Task prompt
Each line below that contains the word "prompts" must be copied.

Data
[Start of Attachment]
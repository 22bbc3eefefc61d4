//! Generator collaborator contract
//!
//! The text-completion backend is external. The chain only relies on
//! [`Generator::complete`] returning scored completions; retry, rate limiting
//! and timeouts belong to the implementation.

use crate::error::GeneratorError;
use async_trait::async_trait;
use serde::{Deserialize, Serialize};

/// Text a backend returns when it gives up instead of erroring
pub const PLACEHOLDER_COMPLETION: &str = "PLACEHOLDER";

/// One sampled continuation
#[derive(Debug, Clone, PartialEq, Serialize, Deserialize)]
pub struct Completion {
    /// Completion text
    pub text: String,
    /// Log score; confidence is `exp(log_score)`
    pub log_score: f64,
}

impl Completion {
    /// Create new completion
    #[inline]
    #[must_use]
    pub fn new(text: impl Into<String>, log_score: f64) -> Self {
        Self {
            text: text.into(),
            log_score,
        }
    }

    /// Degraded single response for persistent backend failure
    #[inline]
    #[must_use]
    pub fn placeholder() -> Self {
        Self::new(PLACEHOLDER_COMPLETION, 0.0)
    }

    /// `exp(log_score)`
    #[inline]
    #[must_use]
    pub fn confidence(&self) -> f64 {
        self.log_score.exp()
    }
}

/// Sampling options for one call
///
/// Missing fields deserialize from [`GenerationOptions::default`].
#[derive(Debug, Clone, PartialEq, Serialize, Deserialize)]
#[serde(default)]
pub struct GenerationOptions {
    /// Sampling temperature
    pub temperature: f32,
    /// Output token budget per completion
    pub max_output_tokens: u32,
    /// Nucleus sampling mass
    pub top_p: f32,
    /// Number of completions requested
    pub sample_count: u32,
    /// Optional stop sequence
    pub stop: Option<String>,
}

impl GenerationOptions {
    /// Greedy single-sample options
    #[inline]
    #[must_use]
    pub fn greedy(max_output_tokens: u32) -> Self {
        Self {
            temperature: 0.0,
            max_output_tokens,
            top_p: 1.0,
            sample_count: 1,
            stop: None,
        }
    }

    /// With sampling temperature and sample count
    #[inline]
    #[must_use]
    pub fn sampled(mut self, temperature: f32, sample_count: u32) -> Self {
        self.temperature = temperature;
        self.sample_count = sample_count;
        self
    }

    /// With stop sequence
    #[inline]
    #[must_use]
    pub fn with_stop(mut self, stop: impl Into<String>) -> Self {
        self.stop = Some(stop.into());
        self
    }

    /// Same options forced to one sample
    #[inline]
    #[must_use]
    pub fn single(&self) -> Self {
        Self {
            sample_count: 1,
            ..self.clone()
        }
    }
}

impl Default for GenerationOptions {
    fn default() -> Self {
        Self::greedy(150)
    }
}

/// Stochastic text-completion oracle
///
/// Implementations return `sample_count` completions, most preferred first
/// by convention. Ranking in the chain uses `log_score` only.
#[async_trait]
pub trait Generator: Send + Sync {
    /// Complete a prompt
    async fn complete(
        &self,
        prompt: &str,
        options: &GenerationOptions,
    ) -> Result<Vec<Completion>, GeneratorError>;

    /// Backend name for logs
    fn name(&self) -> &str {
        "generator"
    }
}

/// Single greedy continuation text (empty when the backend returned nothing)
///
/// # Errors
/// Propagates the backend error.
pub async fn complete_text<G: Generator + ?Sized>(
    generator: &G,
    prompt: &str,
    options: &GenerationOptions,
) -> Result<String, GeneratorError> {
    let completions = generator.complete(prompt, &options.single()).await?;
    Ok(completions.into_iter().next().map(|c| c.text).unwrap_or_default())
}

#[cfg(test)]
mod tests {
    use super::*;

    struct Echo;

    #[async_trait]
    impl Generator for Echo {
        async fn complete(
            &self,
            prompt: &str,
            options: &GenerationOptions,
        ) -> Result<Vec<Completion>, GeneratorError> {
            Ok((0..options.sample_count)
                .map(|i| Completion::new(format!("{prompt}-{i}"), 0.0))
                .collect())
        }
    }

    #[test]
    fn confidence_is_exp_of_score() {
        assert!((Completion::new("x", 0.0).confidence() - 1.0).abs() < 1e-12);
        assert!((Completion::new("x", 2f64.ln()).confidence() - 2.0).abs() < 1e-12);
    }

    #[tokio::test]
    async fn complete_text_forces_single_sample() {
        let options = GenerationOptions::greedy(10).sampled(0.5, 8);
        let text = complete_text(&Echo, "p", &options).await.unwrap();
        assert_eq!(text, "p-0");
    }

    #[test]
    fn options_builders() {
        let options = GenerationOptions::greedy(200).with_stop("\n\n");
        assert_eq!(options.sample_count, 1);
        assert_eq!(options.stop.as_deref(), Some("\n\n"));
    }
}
[End of Attachment]
[Start of Attachment]
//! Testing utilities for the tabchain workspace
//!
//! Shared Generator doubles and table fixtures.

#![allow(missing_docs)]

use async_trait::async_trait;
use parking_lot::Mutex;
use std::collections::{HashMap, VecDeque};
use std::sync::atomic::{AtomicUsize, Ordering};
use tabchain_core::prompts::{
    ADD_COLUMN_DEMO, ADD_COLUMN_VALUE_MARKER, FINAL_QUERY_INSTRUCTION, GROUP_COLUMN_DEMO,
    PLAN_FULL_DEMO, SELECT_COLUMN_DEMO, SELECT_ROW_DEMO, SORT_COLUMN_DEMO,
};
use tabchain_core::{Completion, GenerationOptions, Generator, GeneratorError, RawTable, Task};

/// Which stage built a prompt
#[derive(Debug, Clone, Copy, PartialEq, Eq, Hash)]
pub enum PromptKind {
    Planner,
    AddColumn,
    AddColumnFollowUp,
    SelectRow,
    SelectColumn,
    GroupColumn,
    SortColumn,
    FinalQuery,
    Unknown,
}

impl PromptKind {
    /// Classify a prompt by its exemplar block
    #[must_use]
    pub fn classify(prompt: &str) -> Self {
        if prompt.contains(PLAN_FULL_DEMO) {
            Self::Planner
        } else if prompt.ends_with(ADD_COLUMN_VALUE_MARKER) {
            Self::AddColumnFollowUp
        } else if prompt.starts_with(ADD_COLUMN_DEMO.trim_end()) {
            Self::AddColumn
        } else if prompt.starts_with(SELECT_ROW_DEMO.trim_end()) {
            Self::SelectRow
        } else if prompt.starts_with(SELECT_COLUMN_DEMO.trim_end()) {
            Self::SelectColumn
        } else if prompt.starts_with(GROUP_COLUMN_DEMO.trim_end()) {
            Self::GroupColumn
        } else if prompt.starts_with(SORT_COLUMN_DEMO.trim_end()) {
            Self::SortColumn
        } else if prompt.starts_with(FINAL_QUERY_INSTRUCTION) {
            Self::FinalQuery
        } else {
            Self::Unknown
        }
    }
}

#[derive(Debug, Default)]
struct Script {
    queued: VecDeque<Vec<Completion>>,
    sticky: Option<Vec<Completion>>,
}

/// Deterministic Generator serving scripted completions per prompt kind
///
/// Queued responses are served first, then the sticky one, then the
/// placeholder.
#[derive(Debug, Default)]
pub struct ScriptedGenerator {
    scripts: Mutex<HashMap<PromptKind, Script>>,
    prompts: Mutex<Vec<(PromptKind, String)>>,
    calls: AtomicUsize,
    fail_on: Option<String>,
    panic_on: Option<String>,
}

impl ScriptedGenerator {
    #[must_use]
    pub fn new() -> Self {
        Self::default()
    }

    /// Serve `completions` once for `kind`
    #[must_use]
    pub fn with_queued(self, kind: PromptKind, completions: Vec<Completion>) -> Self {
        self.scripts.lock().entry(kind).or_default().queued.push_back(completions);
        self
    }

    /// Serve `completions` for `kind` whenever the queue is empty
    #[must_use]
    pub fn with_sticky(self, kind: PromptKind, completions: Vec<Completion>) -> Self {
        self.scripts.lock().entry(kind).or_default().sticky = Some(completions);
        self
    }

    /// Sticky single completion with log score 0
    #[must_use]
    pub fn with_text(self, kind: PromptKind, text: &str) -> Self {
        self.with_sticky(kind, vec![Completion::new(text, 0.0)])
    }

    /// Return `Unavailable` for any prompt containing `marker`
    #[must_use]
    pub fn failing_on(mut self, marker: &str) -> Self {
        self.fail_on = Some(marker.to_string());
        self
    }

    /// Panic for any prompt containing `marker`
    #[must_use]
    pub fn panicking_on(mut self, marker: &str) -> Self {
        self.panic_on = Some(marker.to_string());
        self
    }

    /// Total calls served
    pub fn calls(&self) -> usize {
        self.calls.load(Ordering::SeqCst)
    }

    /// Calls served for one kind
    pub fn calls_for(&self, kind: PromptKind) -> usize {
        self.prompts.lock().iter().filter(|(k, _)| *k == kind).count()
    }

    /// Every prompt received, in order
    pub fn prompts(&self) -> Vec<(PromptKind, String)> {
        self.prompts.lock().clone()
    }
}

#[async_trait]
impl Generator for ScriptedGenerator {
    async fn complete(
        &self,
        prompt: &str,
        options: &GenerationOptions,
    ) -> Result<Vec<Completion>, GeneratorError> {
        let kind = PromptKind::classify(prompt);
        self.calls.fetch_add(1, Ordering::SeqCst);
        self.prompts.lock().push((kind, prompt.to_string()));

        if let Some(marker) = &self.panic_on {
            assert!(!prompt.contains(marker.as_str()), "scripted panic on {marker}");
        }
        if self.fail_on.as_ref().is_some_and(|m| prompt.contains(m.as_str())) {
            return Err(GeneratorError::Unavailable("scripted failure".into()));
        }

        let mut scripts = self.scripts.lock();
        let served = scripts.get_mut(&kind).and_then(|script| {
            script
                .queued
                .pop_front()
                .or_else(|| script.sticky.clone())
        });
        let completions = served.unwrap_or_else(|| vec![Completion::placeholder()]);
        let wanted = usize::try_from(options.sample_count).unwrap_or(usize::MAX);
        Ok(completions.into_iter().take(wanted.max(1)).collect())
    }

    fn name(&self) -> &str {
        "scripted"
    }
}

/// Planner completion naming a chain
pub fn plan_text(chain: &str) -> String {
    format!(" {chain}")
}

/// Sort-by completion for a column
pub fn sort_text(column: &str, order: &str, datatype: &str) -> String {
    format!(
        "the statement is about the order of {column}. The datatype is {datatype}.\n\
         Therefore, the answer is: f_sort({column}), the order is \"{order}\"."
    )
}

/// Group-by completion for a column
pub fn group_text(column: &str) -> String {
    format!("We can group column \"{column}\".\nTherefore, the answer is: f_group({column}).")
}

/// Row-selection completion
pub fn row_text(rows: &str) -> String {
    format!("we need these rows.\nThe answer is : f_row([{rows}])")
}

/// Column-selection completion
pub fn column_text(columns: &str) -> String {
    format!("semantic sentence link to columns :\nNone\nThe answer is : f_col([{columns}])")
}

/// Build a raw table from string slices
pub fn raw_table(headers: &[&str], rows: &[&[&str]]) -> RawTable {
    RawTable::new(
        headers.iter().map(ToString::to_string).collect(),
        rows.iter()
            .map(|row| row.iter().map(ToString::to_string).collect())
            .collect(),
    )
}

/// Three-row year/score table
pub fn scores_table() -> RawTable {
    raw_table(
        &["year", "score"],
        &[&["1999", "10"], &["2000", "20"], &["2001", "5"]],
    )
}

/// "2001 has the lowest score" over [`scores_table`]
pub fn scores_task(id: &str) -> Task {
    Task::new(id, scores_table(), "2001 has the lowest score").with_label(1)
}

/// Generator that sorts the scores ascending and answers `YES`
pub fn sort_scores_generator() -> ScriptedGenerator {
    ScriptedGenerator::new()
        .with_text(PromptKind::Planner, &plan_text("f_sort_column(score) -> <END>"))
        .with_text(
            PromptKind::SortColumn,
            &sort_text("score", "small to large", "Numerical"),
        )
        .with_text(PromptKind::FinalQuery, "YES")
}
[End of Attachment]
[Start of Attachment]
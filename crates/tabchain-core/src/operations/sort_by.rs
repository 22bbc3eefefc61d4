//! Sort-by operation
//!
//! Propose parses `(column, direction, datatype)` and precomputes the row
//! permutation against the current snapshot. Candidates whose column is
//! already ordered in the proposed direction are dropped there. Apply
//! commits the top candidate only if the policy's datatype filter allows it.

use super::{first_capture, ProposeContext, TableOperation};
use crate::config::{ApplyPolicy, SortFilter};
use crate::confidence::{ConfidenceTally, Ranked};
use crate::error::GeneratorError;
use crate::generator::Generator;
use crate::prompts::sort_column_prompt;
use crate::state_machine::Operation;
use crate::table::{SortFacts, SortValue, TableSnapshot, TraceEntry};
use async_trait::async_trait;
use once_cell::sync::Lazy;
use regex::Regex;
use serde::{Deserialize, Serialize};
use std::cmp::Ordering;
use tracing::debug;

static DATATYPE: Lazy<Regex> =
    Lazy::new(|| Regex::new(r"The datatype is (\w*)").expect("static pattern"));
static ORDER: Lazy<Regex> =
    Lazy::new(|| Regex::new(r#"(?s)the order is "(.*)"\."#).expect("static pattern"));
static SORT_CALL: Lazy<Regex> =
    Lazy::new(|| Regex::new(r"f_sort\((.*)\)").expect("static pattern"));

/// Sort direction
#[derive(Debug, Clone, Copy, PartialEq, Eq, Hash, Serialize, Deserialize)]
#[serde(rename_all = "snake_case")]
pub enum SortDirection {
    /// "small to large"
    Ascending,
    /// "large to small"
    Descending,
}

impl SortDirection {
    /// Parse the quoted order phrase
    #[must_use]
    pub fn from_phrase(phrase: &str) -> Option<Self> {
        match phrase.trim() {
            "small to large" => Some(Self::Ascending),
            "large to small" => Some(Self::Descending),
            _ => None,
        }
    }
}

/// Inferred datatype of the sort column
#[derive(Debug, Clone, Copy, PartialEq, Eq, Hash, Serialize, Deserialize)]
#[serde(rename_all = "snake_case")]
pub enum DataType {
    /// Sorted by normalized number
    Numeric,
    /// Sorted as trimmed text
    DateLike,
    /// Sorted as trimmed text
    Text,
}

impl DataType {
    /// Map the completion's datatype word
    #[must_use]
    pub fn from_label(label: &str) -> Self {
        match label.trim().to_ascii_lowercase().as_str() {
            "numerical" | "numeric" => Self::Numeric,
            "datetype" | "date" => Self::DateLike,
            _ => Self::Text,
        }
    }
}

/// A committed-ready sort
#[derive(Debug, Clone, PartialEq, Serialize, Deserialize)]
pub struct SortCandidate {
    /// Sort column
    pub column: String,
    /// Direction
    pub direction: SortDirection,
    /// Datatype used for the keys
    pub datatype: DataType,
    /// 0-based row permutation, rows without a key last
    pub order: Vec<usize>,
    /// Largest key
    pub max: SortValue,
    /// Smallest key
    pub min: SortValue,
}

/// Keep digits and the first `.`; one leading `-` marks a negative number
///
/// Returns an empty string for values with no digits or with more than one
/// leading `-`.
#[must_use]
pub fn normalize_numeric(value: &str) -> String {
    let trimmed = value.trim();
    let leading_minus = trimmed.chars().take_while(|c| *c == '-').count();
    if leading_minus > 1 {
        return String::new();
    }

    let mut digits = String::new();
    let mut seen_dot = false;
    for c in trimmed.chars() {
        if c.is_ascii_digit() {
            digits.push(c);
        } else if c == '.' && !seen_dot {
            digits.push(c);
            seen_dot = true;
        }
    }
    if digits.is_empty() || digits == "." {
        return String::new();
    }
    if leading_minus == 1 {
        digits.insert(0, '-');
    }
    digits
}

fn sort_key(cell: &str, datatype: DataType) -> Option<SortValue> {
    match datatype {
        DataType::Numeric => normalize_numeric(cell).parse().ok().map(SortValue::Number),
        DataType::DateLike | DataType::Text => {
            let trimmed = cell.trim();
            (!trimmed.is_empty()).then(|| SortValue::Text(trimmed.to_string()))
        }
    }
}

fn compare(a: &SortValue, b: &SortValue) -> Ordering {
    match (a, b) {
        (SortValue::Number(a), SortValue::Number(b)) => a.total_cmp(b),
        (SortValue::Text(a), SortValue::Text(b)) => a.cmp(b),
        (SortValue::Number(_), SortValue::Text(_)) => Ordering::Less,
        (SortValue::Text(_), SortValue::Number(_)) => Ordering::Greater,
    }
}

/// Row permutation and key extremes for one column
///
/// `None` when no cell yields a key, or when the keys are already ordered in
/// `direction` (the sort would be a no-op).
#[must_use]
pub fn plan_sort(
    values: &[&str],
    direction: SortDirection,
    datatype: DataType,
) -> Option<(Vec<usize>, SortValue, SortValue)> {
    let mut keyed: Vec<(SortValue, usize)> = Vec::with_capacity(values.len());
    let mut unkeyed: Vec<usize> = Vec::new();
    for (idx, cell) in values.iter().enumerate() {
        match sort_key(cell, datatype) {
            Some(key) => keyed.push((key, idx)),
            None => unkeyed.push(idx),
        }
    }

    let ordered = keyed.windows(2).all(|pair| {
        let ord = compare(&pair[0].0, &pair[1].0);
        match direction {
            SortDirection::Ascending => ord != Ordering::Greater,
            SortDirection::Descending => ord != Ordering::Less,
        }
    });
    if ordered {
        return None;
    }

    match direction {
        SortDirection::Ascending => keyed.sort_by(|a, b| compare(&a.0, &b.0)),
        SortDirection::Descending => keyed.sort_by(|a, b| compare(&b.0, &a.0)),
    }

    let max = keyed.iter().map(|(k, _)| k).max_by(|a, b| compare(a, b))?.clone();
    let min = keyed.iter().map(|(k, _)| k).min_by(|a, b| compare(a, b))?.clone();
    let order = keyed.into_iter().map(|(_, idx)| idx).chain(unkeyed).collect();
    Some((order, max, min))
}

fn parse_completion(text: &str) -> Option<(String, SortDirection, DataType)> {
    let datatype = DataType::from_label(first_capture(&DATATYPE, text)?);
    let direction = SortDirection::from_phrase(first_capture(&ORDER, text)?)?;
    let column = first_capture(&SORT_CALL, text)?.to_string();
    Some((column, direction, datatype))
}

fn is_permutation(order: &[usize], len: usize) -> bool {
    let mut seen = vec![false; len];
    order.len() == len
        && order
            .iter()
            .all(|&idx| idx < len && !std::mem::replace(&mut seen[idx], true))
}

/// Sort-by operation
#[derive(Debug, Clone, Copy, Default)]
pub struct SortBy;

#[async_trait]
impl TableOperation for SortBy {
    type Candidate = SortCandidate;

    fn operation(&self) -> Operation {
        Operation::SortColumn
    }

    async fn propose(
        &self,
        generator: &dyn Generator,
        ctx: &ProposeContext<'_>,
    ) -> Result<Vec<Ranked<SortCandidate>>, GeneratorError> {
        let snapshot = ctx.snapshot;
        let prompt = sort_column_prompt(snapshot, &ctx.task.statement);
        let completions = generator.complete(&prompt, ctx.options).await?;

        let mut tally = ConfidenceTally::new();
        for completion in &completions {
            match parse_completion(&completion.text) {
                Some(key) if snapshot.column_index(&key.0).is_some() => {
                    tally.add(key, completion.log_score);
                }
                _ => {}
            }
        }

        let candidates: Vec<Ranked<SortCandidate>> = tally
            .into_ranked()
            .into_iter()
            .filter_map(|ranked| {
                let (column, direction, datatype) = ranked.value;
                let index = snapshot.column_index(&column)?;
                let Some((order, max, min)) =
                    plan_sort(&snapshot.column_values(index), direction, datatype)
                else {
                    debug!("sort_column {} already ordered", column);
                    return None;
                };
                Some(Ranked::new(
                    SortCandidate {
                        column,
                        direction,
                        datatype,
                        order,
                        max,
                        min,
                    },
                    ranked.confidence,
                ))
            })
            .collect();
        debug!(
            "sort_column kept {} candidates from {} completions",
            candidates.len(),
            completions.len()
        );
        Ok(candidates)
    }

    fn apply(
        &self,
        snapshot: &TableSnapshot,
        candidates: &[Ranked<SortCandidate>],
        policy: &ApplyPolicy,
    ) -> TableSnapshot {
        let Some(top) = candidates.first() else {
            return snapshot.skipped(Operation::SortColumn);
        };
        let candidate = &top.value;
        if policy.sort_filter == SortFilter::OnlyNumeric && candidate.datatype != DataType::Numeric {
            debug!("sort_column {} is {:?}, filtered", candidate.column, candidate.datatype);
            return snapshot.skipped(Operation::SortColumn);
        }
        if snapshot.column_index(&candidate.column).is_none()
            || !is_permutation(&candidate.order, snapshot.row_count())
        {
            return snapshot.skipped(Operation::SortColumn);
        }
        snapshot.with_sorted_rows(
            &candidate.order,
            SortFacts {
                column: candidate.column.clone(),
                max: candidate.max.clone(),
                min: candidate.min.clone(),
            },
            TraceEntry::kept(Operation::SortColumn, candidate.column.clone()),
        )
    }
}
[End of Attachment]
Finished exercise
use tabchain_core::prompts::{
    prompts: Mutex<Vec<(PromptKind, String)>>,
        self.prompts.lock().iter().filter(|(k, _)| *k == kind).count()
    pub fn prompts(&self) -> Vec<(PromptKind, String)> {
        self.prompts.lock().clone()
        self.prompts.lock().push((kind, prompt.to_string()));
use crate::prompts::sort_column_prompt;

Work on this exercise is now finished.